• Work request
Go through the entries one line at a time, and gather every line that has the word "AppState".

(Information given begins)

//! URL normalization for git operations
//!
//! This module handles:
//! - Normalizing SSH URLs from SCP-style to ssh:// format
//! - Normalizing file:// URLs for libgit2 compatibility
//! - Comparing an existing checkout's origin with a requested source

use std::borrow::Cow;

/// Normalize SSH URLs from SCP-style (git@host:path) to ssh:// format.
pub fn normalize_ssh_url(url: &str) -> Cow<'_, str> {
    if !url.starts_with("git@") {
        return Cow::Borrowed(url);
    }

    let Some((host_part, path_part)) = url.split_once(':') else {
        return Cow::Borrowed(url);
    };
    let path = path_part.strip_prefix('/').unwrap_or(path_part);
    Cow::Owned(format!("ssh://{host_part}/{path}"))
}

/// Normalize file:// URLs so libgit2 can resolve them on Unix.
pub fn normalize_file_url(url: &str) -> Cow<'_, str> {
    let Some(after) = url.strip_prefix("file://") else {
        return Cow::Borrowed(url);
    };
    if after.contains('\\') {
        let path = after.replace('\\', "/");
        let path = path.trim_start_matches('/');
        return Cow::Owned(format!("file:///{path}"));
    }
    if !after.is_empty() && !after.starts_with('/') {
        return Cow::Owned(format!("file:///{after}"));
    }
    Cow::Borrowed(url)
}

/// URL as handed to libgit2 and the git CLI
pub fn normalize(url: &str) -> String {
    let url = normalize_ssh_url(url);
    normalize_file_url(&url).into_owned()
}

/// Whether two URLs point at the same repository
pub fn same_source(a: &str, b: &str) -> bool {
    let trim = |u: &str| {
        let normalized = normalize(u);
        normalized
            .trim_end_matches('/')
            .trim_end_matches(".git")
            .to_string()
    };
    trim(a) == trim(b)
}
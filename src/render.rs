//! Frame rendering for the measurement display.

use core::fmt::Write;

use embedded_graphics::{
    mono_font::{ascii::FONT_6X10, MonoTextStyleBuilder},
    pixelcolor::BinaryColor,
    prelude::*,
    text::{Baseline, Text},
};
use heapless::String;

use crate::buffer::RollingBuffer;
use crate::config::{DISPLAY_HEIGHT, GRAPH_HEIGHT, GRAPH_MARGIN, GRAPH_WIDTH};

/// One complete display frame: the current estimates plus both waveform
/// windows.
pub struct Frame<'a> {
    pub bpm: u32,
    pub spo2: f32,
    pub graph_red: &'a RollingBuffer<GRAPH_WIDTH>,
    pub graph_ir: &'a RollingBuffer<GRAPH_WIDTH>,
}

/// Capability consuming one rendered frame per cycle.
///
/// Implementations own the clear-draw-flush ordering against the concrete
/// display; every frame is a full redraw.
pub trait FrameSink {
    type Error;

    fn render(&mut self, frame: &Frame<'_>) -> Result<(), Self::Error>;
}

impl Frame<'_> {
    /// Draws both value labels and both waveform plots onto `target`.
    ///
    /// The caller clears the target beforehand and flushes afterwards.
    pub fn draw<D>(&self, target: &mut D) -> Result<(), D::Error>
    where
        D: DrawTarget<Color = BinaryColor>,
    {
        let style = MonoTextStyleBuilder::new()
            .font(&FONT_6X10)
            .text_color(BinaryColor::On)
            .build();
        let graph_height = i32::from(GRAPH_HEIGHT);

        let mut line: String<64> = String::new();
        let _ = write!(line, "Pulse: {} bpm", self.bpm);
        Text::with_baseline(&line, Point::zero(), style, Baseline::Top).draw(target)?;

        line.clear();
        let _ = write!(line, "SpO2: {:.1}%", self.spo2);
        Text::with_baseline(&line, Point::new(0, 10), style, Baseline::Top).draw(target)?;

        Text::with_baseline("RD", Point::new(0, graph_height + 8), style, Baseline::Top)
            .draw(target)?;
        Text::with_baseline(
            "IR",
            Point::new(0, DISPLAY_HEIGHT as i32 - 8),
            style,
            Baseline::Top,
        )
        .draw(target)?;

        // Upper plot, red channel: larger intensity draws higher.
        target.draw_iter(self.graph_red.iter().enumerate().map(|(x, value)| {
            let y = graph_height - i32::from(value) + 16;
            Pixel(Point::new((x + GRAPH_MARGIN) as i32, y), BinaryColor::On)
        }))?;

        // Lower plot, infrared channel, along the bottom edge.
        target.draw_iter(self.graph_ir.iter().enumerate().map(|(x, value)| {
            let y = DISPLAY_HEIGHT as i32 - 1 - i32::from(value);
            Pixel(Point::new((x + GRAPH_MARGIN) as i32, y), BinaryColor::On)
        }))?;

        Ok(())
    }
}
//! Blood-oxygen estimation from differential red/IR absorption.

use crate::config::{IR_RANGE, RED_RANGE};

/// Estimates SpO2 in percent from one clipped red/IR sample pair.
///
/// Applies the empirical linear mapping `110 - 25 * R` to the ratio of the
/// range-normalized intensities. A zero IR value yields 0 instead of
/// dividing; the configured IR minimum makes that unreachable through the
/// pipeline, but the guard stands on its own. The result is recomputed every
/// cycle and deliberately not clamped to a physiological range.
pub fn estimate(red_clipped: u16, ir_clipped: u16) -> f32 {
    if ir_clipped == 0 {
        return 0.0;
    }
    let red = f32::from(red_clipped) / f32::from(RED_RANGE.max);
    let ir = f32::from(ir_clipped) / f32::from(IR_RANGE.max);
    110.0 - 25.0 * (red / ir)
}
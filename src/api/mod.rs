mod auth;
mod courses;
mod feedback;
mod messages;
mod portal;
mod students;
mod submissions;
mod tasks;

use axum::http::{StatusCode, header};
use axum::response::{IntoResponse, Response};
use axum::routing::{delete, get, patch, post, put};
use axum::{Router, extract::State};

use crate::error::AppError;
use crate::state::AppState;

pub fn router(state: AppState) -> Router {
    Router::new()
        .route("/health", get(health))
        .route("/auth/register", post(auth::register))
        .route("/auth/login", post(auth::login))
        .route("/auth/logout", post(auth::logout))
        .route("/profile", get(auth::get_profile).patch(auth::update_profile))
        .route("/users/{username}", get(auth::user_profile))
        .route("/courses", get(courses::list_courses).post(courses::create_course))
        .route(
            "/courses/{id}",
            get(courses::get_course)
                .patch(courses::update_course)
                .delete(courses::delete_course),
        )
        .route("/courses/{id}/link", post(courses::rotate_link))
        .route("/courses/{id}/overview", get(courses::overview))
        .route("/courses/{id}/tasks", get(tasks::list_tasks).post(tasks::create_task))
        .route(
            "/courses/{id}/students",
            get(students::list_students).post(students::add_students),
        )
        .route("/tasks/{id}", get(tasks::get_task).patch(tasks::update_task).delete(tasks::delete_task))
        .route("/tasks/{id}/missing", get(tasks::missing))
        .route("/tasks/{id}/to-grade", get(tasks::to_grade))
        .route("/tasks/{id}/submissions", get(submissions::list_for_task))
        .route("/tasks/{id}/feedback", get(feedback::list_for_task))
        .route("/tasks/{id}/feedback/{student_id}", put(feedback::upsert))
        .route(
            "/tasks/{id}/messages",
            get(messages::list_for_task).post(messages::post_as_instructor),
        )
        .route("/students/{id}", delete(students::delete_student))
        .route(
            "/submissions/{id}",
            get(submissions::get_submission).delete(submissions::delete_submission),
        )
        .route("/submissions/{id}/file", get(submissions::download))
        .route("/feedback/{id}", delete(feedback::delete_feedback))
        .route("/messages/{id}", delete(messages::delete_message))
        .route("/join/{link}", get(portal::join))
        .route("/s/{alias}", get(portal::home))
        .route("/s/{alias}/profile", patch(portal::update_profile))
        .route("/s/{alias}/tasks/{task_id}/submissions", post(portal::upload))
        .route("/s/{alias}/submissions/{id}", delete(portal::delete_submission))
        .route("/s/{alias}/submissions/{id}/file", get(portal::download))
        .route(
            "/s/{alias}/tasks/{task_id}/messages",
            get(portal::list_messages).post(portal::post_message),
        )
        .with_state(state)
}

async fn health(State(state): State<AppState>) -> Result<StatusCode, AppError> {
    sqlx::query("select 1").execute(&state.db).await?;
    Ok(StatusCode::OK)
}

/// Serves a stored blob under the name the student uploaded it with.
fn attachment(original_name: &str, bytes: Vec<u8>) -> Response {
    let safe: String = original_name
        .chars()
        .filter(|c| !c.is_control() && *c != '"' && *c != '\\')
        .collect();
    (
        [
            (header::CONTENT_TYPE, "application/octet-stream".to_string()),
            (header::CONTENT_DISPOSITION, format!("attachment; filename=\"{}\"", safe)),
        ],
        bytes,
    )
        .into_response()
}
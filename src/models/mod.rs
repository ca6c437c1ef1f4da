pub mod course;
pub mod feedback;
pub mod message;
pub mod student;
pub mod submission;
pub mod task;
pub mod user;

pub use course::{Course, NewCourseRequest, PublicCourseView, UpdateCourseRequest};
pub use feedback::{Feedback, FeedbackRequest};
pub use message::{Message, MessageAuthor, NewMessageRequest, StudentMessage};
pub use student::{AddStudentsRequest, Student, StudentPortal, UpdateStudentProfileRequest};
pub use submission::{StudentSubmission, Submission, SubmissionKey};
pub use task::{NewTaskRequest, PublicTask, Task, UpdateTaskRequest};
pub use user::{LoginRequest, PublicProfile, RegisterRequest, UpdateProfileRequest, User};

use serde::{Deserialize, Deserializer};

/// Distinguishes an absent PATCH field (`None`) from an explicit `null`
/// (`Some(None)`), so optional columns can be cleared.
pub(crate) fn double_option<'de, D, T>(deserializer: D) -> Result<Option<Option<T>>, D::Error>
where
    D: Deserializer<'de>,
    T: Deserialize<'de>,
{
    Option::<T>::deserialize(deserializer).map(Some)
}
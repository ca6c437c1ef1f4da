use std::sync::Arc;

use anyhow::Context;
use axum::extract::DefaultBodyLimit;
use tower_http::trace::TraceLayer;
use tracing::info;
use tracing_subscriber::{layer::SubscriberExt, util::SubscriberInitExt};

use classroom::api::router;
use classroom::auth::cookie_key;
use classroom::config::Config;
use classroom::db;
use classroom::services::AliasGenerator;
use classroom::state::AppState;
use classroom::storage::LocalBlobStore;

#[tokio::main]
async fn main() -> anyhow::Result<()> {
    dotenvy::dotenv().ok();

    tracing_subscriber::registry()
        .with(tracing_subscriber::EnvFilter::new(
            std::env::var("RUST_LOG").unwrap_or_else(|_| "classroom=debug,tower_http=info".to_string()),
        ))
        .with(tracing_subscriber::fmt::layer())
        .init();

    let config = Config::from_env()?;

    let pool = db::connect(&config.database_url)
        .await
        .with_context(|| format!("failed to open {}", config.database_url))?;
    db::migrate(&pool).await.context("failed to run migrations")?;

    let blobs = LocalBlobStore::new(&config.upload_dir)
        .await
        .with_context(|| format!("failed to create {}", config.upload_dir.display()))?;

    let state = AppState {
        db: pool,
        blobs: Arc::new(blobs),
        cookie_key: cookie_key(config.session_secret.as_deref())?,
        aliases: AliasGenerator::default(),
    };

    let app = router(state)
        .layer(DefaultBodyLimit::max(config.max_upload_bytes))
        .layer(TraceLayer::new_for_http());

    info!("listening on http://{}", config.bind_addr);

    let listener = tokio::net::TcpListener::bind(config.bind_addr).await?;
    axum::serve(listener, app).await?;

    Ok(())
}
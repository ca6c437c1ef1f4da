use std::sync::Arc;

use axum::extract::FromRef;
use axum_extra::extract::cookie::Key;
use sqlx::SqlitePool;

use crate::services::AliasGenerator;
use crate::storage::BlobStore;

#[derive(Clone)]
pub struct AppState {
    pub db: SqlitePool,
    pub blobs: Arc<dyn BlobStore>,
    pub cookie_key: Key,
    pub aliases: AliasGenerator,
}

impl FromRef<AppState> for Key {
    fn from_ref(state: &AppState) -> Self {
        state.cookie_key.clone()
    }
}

(Information given ends)

• Result of this task
use crate::state::AppState;
pub fn router(state: AppState) -> Router {
async fn health(State(state): State<AppState>) -> Result<StatusCode, AppError> {
use classroom::state::AppState;
    let state = AppState {
pub struct AppState {
impl FromRef<AppState> for Key {
    fn from_ref(state: &AppState) -> Self {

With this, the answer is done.